Without explicit format standardization rules, the model reproduces input formats inconsistently. A date entered as “March 15, 2025” might output as “March 15, 2025”, “3/15/2025”, or “2025-03-15” depending on the run. Downstream parsers break.

Specify Output Standards Explicitly

Data type	Standard	Rule
Dates	ISO 8601	`YYYY-MM-DD`
Phone numbers	E.164	`+[country code][number]`
Currency	Numeric + code	Amount as number, currency as separate field
Addresses	Structured fields	street, city, state, zip — not a single string

The model handles input-to-standard conversion. It can read “March 15th” and output “2025-03-15” when told to. It can read “$1,234.56 USD” and output {"amount": 1234.56, "currency": "USD"}.

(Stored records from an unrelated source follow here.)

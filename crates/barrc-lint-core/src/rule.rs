//! Rule trait for defining lint rules.

use serde::{Deserialize, Serialize};

use crate::config::RuleConfig;
use crate::context::FileContext;
use crate::declaration::TranslationUnit;
use crate::types::{Severity, Violation};

/// Rule family, mirroring the sections of the coding standard.
#[derive(Debug, Clone, Copy, PartialEq, Eq, Hash, Serialize, Deserialize)]
#[serde(rename_all = "lowercase")]
pub enum Category {
    /// Identifier naming conventions.
    Naming,
    /// Data type usage.
    Types,
    /// Const-correctness and literal hygiene.
    Safety,
}

impl std::fmt::Display for Category {
    fn fmt(&self, f: &mut std::fmt::Formatter<'_>) -> std::fmt::Result {
        match self {
            Self::Naming => write!(f, "naming"),
            Self::Types => write!(f, "types"),
            Self::Safety => write!(f, "safety"),
        }
    }
}

/// A per-file lint rule over extracted declarations and tokens.
///
/// Rules are configured once, before the first check, and are read-only
/// afterwards, so one instance can check many files concurrently.
///
/// # Example
///
/// ```ignore
/// use barrc_lint_core::{Category, FileContext, Rule, TranslationUnit, Violation};
///
/// pub struct NoGoto;
///
/// impl Rule for NoGoto {
///     fn name(&self) -> &'static str { "no-goto" }
///     fn code(&self) -> &'static str { "NO_GOTO" }
///     fn category(&self) -> Category { Category::Safety }
///
///     fn check(&self, ctx: &FileContext, unit: &TranslationUnit) -> Vec<Violation> {
///         unit.tokens
///             .iter()
///             .filter(|t| t.is_keyword("goto"))
///             .map(|t| Violation::new(self.code(), self.name(), self.default_severity(),
///                 ctx.token_location(t), "goto is not allowed"))
///             .collect()
///     }
/// }
/// ```
pub trait Rule: Send + Sync {
    /// Returns the kebab-case name of this rule (e.g., "barrc-naming-function").
    fn name(&self) -> &'static str;

    /// Returns the rule code (e.g., "`NAMING_FUNCTION`").
    fn code(&self) -> &'static str;

    /// Returns a brief description of what this rule checks.
    fn description(&self) -> &'static str {
        ""
    }

    /// Returns the rule family.
    fn category(&self) -> Category;

    /// Returns the default severity for violations from this rule.
    fn default_severity(&self) -> Severity {
        Severity::Error
    }

    /// Applies rule-specific options from configuration.
    fn configure(&mut self, _config: &RuleConfig) {}

    /// Checks one translation unit and returns any violations found.
    fn check(&self, ctx: &FileContext, unit: &TranslationUnit) -> Vec<Violation>;
}

/// Type alias for boxed Rule trait objects.
pub type RuleBox = Box<dyn Rule>;

#[cfg(test)]
mod tests {
    use super::*;

    struct TestRule;

    impl Rule for TestRule {
        fn name(&self) -> &'static str {
            "test-rule"
        }
        fn code(&self) -> &'static str {
            "TEST_RULE"
        }
        fn category(&self) -> Category {
            Category::Safety
        }

        fn check(&self, ctx: &FileContext, unit: &TranslationUnit) -> Vec<Violation> {
            unit.tokens
                .iter()
                .filter(|t| t.is_keyword("goto"))
                .map(|t| {
                    Violation::new(
                        self.code(),
                        self.name(),
                        self.default_severity(),
                        ctx.token_location(t),
                        "goto",
                    )
                })
                .collect()
        }
    }

    #[test]
    fn test_rule_trait() {
        let rule = TestRule;
        assert_eq!(rule.default_severity(), Severity::Error);
        assert_eq!(rule.category().to_string(), "safety");

        let source = "void A_B(void) { goto done; done: ; }";
        let unit = TranslationUnit::parse(source).unwrap();
        let found = rule.check(&FileContext::anonymous(source), &unit);
        assert_eq!(found.len(), 1);
        assert_eq!(found[0].location.column, 18);
        assert_eq!(found[0].location.length, 4);
    }
}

Schema Types Are Necessary but Not Sufficient

type: number prevents strings but does not specify decimal conventions. type: string for dates allows “12/31/24” and “2025-12-31” equally. JSON Schema format keywords are hints, not strict enforcers. Prompt-level rules define the exact standard within each type.

Measured Impact

Adding format standardization rules to an extraction prompt:

Category	Before	After
Date parsing errors	12%	0.5%
Currency parsing errors	8%	0.2%
Phone parsing errors	3%	0.1%
Total downstream errors	23%	0.8%

97% reduction. Each rule targeted a specific format category with measurable, additive improvement.

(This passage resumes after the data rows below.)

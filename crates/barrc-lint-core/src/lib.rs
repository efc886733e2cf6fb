//! # barrc-lint-core
//!
//! Core engine for checking C sources against the BARR-C embedded coding
//! standard.
//!
//! The pipeline is `text → tokens → declarations → violations`:
//!
//! - [`lexer`] turns source text into [`Token`]s with line/column/offset
//! - [`TranslationUnit::parse`] extracts function, parameter, variable and
//!   constant [`Declaration`]s with a partial parser
//! - [`RuleEngine`] runs the enabled [`Rule`]s and returns sorted [`Violation`]s
//!
//! The pipeline does no file-system access. [`Analyzer`] drives it over a
//! directory tree in parallel, and [`fix::apply_fixes`] rewrites a file from
//! the replacements attached to its violations.
//!
//! ## Example
//!
//! ```ignore
//! use barrc_lint_core::{FileContext, RuleEngine};
//!
//! let engine = RuleEngine::builder()
//!     .rules(barrc_lint_rules::all_rules())
//!     .build();
//!
//! let source = "void initLED(void) { int ledPin = 13; }";
//! let violations = engine.check_source(&FileContext::anonymous(source))?;
//! for v in &violations {
//!     println!("{v}");
//! }
//! ```

#![forbid(unsafe_code)]
#![warn(missing_docs)]

mod analyzer;
mod config;
mod context;
mod declaration;
mod engine;
mod extractor;
pub mod fix;
pub mod lexer;
mod rule;
mod types;

/// Utility modules for rule implementations.
pub mod utils;

pub use analyzer::{Analyzer, AnalyzerBuilder, AnalyzerError, FileOutcome};
pub use config::{AnalyzerConfig, Config, ConfigError, RuleConfig};
pub use context::{FileContext, ANONYMOUS_FILE};
pub use declaration::{DeclId, DeclKind, Declaration, Position, TranslationUnit};
pub use engine::{RuleEngine, RuleEngineBuilder};
pub use extractor::extract;
pub use lexer::{tokenize, LexError, LexErrorKind, Lexer, LiteralKind, Token, TokenKind};
pub use rule::{Category, Rule, RuleBox};
pub use types::{
    FileError, LintResult, Location, ReplaceScope, Replacement, Severity, Suggestion, Violation,
};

One Set of Rules for All Countries

For multi-country pipelines (15+ countries), define a single set of international output standards. Do not create country-specific prompts or downstream parsers. The model semantically understands format variations across countries and converts to the specified standard.

Structured Fields Beat Single Strings

For complex data like addresses, define separate schema fields instead of a single string. Combined with prompt decomposition rules, this produces consistently parseable output that does not require regex splitting.

One-liner: Add explicit format rules to your extraction prompt — dates as ISO 8601, currency as numeric, phones as E.164 — and downstream parsing errors drop from 23% to 0.8%.